**What you will do:**
Using the records below, quote only the span that opens with the line containing "讲义解析流程 - 流程层" and closes with the line containing "use crate::progress::TaskBoard;", exactly and inclusively.

**Source records:**
=== Begin Enclosure ===

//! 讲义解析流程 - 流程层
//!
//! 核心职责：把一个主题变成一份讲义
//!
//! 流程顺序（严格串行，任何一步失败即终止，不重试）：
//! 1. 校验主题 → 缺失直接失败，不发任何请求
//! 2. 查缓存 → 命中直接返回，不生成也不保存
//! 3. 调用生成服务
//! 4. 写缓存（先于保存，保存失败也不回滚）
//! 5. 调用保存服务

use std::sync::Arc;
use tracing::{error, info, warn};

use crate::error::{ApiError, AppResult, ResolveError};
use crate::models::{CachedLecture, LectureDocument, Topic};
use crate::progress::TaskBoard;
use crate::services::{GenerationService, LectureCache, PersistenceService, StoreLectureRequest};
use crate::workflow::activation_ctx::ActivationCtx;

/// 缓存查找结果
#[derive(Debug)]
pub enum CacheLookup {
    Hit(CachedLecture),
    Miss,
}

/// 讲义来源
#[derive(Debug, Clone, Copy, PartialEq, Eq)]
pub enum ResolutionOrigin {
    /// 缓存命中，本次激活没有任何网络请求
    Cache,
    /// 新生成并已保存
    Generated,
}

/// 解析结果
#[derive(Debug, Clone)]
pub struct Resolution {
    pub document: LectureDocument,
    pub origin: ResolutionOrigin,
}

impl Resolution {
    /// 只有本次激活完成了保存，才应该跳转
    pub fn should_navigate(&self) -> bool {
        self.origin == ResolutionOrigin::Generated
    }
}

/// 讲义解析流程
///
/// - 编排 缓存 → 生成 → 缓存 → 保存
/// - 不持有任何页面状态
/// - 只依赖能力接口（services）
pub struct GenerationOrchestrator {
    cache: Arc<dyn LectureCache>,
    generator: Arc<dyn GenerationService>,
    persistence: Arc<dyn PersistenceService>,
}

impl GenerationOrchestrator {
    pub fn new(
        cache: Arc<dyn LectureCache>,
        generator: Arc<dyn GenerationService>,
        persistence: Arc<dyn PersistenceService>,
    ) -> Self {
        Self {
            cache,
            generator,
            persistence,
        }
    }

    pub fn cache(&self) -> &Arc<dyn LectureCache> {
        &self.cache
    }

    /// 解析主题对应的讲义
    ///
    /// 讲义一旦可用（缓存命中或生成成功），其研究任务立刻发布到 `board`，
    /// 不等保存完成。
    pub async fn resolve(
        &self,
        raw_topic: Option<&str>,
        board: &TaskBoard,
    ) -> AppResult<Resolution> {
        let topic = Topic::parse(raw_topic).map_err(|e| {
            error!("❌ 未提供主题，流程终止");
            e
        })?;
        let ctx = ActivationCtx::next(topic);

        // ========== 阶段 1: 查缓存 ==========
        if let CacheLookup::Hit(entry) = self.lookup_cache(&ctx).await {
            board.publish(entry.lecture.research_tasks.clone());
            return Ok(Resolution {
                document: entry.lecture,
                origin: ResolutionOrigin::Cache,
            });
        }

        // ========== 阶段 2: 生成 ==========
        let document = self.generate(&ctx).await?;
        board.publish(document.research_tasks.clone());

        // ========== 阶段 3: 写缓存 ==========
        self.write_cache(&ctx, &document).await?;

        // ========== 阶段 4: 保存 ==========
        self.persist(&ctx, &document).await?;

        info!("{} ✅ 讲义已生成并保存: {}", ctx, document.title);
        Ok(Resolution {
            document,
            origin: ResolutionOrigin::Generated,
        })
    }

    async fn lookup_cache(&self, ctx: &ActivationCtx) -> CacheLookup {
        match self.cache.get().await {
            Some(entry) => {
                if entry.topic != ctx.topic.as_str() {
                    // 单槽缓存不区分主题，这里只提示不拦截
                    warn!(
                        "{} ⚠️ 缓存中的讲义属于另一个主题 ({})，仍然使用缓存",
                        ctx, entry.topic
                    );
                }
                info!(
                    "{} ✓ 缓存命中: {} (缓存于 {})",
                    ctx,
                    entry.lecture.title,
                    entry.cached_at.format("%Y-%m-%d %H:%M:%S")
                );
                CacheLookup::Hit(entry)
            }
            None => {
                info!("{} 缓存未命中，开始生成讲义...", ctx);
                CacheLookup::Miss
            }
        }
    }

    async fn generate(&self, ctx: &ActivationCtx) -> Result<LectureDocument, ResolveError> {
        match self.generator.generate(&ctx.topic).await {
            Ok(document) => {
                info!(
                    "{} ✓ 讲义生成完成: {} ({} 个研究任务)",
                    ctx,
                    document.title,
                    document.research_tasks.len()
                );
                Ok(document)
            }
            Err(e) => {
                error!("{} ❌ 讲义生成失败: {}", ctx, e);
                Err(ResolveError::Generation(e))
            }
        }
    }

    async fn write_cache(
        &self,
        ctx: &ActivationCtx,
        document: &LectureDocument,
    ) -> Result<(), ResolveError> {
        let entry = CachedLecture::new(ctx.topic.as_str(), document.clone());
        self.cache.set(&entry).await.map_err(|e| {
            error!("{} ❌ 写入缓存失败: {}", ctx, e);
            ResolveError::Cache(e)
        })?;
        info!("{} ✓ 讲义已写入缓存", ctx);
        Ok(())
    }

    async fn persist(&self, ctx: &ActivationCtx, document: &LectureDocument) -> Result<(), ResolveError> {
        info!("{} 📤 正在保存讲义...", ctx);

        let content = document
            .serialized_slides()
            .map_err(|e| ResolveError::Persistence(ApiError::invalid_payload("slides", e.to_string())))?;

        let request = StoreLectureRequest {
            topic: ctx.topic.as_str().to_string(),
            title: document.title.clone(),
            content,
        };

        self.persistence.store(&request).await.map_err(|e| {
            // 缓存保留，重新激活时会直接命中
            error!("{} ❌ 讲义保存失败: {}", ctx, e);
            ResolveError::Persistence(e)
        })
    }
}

=== End Enclosure ===
=== Begin Enclosure ===

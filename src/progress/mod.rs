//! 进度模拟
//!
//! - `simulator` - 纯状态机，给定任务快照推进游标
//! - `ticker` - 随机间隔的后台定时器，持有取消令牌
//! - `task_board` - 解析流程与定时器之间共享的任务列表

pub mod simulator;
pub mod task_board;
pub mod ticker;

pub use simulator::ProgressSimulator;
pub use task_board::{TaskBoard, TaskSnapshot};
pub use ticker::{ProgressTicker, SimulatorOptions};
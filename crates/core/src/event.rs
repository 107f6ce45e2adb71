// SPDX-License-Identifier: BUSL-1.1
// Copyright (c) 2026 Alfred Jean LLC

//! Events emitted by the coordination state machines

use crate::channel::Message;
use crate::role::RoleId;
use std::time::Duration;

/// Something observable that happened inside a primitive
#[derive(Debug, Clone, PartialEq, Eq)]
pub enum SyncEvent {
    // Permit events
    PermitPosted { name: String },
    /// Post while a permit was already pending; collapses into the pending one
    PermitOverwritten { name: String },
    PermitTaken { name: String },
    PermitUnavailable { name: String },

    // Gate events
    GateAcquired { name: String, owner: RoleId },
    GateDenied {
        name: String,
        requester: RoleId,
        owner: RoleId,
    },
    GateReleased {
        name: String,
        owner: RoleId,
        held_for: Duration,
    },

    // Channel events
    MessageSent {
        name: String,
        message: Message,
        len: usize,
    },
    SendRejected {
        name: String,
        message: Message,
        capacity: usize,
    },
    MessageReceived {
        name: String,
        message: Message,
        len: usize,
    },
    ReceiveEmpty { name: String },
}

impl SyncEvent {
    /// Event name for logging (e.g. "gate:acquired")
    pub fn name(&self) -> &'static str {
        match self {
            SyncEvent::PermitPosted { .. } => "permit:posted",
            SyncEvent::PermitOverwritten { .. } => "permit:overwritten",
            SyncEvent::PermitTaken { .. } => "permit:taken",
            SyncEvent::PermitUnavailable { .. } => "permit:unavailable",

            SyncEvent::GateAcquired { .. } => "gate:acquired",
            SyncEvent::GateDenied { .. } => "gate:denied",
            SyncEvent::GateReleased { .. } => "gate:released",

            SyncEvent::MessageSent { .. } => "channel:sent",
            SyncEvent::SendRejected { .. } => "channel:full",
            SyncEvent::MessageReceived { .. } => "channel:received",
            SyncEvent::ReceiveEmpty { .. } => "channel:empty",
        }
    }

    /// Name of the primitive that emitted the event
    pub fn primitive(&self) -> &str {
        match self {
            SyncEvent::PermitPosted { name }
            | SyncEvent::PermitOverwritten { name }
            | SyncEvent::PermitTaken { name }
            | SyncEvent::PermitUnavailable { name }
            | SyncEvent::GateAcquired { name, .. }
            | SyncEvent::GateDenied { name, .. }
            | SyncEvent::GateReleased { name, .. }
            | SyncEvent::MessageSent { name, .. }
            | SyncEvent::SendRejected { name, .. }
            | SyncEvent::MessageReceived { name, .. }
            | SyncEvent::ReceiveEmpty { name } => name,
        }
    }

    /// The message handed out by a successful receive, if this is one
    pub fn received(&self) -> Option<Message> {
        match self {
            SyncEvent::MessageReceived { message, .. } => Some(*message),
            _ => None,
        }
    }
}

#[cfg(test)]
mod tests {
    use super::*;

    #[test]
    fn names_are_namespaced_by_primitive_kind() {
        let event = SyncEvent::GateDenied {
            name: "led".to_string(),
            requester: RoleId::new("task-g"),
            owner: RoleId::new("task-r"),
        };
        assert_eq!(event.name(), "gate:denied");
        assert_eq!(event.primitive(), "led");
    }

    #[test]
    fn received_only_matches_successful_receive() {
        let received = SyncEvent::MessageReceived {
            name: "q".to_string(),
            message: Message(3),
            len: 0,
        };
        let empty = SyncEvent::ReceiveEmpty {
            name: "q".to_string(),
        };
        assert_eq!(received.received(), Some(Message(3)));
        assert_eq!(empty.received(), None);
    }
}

=== End Enclosure ===
=== Begin Enclosure ===

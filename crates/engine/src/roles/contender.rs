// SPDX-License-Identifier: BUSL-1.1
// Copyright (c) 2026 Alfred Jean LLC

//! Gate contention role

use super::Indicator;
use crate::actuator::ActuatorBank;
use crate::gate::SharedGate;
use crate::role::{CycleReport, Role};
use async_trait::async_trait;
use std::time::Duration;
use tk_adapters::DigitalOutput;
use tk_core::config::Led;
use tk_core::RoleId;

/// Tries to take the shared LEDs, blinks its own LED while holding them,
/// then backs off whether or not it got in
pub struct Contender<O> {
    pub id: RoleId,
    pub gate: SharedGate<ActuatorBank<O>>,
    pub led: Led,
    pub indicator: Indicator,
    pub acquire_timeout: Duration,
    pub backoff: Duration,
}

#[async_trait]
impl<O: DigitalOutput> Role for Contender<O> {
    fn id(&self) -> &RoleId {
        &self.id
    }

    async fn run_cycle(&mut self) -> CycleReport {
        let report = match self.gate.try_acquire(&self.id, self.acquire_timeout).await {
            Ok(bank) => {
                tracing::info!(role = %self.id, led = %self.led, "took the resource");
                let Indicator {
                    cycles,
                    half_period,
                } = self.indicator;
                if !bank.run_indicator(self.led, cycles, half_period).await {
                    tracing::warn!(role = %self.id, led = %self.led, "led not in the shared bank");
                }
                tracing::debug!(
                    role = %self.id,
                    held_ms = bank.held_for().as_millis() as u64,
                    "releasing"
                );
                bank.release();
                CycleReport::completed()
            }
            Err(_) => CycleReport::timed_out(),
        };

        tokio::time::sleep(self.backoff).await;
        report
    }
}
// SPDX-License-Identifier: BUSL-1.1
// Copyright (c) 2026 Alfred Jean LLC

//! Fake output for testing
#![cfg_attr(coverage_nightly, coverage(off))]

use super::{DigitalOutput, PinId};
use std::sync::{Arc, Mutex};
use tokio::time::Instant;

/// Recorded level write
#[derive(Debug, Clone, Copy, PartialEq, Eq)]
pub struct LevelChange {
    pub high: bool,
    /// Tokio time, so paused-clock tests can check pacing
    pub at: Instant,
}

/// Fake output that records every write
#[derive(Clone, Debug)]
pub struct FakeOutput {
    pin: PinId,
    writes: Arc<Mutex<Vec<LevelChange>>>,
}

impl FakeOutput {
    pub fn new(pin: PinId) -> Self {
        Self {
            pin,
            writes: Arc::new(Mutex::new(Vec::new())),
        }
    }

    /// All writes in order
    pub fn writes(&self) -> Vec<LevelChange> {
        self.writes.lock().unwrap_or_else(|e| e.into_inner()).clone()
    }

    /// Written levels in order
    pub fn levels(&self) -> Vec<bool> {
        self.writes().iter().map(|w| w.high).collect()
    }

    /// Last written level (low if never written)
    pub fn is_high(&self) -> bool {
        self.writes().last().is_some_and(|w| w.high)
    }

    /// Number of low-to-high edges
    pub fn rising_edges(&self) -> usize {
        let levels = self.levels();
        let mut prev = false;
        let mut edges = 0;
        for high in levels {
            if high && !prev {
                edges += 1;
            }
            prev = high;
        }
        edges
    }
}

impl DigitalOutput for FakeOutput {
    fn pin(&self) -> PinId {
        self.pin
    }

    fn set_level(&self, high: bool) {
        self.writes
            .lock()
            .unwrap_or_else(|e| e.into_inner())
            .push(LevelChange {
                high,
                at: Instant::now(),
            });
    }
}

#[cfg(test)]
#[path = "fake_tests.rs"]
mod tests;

=== End Enclosure ===

**Answer to this task:**
//! 讲义解析流程 - 流程层
//!
//! 核心职责：把一个主题变成一份讲义
//!
//! 流程顺序（严格串行，任何一步失败即终止，不重试）：
//! 1. 校验主题 → 缺失直接失败，不发任何请求
//! 2. 查缓存 → 命中直接返回，不生成也不保存
//! 3. 调用生成服务
//! 4. 写缓存（先于保存，保存失败也不回滚）
//! 5. 调用保存服务

use std::sync::Arc;
use tracing::{error, info, warn};

use crate::error::{ApiError, AppResult, ResolveError};
use crate::models::{CachedLecture, LectureDocument, Topic};
use crate::progress::TaskBoard;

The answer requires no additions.